As a strategic resource, rare earth elements were widely used in various industries, such as clean energy (Judge et al 2017), agricultural (Abdelnour et al 2019), military and other fields (Massari et al 2013), especially, the middle and heavy REEs were closely related to cutting-edge technology products (Dushyantha et al 2020). Ion-absorbed rare earth ores were the main source of medium and heavy REEs, which was widely distributed at seven provinces in southern China, such as Ganzhou area, Jiangxi (Tang et al 2018). Numerous scholars (Bao et al 2008) have discovered that REEs attached to ion absorbed REM were easily desorbed through ion exchange when encountering with positive ions (such as Na+, NH4+ and H+).

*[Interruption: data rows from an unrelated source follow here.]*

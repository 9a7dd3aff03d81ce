use anyhow::Result;
use std::sync::Arc;
use terminal_command_keys::config::Config;
use terminal_command_keys::driver::Driver;
use terminal_command_keys::extension::Extension;
use terminal_command_keys::host::shell::{emit, ShellHost};
use tokio::io::{AsyncBufReadExt, BufReader};
use tracing::Level;
use tracing_subscriber::{filter::EnvFilter, fmt::format::FmtSpan, FmtSubscriber};

fn setup_logging(log_level_str: &str) {
    let level = match log_level_str.to_lowercase().as_str() {
        "trace" => Level::TRACE,
        "debug" => Level::DEBUG,
        "info" => Level::INFO,
        "warn" => Level::WARN,
        "error" => Level::ERROR,
        _ => Level::INFO,
    };

    let env_filter = EnvFilter::try_from_default_env()
        .unwrap_or_else(|_| EnvFilter::new(format!("terminal_command_keys={}", level)));

    // stdout carries the request/response protocol, so logs go to stderr.
    let subscriber = FmtSubscriber::builder()
        .with_env_filter(env_filter)
        .with_target(true)
        .with_ansi(false)
        .with_writer(std::io::stderr)
        .with_level(true)
        .with_span_events(FmtSpan::CLOSE)
        .json()
        .finish();

    tracing::subscriber::set_global_default(subscriber)
        .expect("Failed to set tracing subscriber");
}

#[tokio::main]
async fn main() -> Result<()> {
    let config = Arc::new(Config::load()?);
    setup_logging(&config.log_level);

    tracing::info!(version = %env!("CARGO_PKG_VERSION"), "Starting terminal-command-keys host");
    tracing::debug!("Loaded configuration: {:?}", config);

    let host = Arc::new(ShellHost::new(config.clone()));
    let extension = Extension::activate(host.clone(), host.clone(), &config);
    let driver = Driver::new(host, extension);

    let mut lines = BufReader::new(tokio::io::stdin()).lines();
    loop {
        tokio::select! {
            line = lines.next_line() => match line? {
                Some(line) => {
                    if let Some(response) = driver.handle_line(&line).await {
                        emit(&response);
                    }
                }
                None => break,
            },
            _ = tokio::signal::ctrl_c() => {
                tracing::info!("Interrupted");
                break;
            }
        }
    }

    let disposed = driver.shutdown();
    tracing::info!(disposed, "Host shutdown.");
    Ok(())
}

However, the leaching process of REM using ammonium sulfate in forms of the pool leaching, dump leaching and in-situ leaching (Liu et al 2014) might not only induced the release of associated toxic metals (Liu et al 2020), but also resulted in a series of environmental issues, such as co-pollution of associated toxic metals and REEs, soil fertility degradation, land desertification, headwater pollution and downstream farmland damage (Xie et al 2020, Feng et al 2012, Zhou et al 2015). Furthermore, these pollutants (ammonium nitrogen, associated toxic metals and REEs) remained in REM potentially polluted the surface water and groundwater through surface runoff and leakage, which posed serious health risks to humans (Huang et al 2009, Rao et al 2017). Thus, abandoned rare earth mine disposal and restoration were especially urgent.

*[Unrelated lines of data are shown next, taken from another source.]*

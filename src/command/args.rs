use crate::error::AppError;
use serde::Deserialize;
use serde_json::Value;

/// Arguments exactly as the keybinding or caller supplied them.
#[derive(Debug, Default, Deserialize)]
#[serde(rename_all = "camelCase")]
struct RawRunArgs {
    cmd: Option<String>,
    show_terminal: Option<bool>,
    save_all_files: Option<bool>,
    new_terminal: Option<bool>,
    focus: Option<bool>,
    terminal_name: Option<String>,
}

/// Fully defaulted options for one run of the command.
#[derive(Debug, Clone, PartialEq, Eq)]
pub struct RunOptions {
    pub cmd: String,
    pub show_terminal: bool,
    pub save_all_files: bool,
    pub new_terminal: bool,
    /// Always false when `show_terminal` is false.
    pub focus: bool,
    pub terminal_name: String,
}

impl RunOptions {
    pub fn builder(cmd: impl Into<String>, default_terminal_name: impl Into<String>) -> RunOptionsBuilder {
        RunOptionsBuilder {
            cmd: cmd.into(),
            show_terminal: true,
            save_all_files: true,
            new_terminal: false,
            focus: false,
            terminal_name: default_terminal_name.into(),
        }
    }

    /// Parses caller arguments and applies the defaults field by field.
    /// Unknown fields are ignored.
    pub fn from_value(args: Option<&Value>, default_terminal_name: &str) -> Result<Self, AppError> {
        let raw = match args {
            None | Some(Value::Null) => RawRunArgs::default(),
            Some(value @ Value::Object(_)) => RawRunArgs::deserialize(value)
                .map_err(|e| AppError::InvalidArguments(e.to_string()))?,
            Some(other) => {
                return Err(AppError::InvalidArguments(format!(
                    "expected an object, got {}",
                    other
                )))
            }
        };

        let cmd = raw
            .cmd
            .filter(|c| !c.is_empty())
            .ok_or(AppError::MissingCommand)?;

        let mut builder = RunOptions::builder(cmd, default_terminal_name);
        if let Some(v) = raw.show_terminal {
            builder = builder.show_terminal(v);
        }
        if let Some(v) = raw.save_all_files {
            builder = builder.save_all_files(v);
        }
        if let Some(v) = raw.new_terminal {
            builder = builder.new_terminal(v);
        }
        if let Some(v) = raw.focus {
            builder = builder.focus(v);
        }
        if let Some(name) = raw.terminal_name.filter(|n| !n.is_empty()) {
            builder = builder.terminal_name(name);
        }
        Ok(builder.build())
    }
}

#[derive(Debug, Clone)]
pub struct RunOptionsBuilder {
    cmd: String,
    show_terminal: bool,
    save_all_files: bool,
    new_terminal: bool,
    focus: bool,
    terminal_name: String,
}

impl RunOptionsBuilder {
    pub fn show_terminal(mut self, value: bool) -> Self {
        self.show_terminal = value;
        self
    }

    pub fn save_all_files(mut self, value: bool) -> Self {
        self.save_all_files = value;
        self
    }

    pub fn new_terminal(mut self, value: bool) -> Self {
        self.new_terminal = value;
        self
    }

    pub fn focus(mut self, value: bool) -> Self {
        self.focus = value;
        self
    }

    pub fn terminal_name(mut self, value: impl Into<String>) -> Self {
        self.terminal_name = value.into();
        self
    }

    pub fn build(self) -> RunOptions {
        RunOptions {
            cmd: self.cmd,
            show_terminal: self.show_terminal,
            save_all_files: self.save_all_files,
            new_terminal: self.new_terminal,
            // A hidden terminal is never focused.
            focus: self.focus && self.show_terminal,
            terminal_name: self.terminal_name,
        }
    }
}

Recently, compared with traditional engineering techniques for remediating contaminated soil, phytoremediation was a convenient, cost-effective, non-destructive and promising solution for extracting pollutants from contaminated soil, especially the sites with contamination spread over a large area (Wang et al 2017, Cioica et al 2019, Punia 2019). It was well known that toxic metals and other pollutants in the contaminated soil were extracted by plant accumulation in harvestable shoot parts (phytoextraction) or root uptake and translocation into shoots (phytostabilization) (Pedron et al 2011, Banerjee et al 2016). After phytoextraction, these harvestable plants could be disposed of incinerated to provide thermal energy or recover valuable metals (Sas-Nowosielska et al 2004). However, restoration of ion-absorbed REM was extremely slow and difficult owing to the hostile growing conditions, such as lack of organic matter and toxic metals contamination (Pang et al 2003). Thus, the appropriate plant species selection to resist these unfavorable conditions was essential for rehabilitating abandoned rare earth mines.
Vetiver grass, as a fast-growing perennial C4 grass, possessed tall stem (1-2m) and extensive strong root system (up to 3-4m deep) (Vargas et al 2015). Moreover, vetiver was very popular in India due to its special economic value including its roots could be processed into volatile essential oil and leaves could be used as feeds for cattle, goats and horses (Chen et al 2020). Importantly, vetiver grass tolerated various adverse conditions, such as prolonged drought, extreme temperatures, acidity, alkalinity and high concentrations of toxic metals (Danh et al 2009, Roongtanakiat et al 2008). Thus, among various types of plants, vetiver grass was considered to be one of the most promising plants for mine restoration due to its unique morphological and physiological characteristics (Shu et al 2002). Nevertheless, recent studies of vetiver grass have solely reported on the soil erosion control (Mondal et al 2020), landfill rehabilitation and mine site stabilization, such as iron ore mine, gold mine tailings, coal mines and lead mine tailings (Banerjee et al 2019, Wari et al 2019). There were currently few researches that have been tested to evaluate the extraction capacity of REEs and Non-REEs using Vetiver grass from abandoned ion-absorbed rare earth mines.
Therefore, the objectives of the present study were (1) to determine physical-chemical parameters and toxic metals content of contaminated sites, (2) to explore the feasibility analysis for vegetation restoration of rare earth mine, (3) to investigate toxic metals uptake ability of the roots and shoots of vetiver and (4) to assess the transportation of these toxic metals in the soil-vetiver grass system.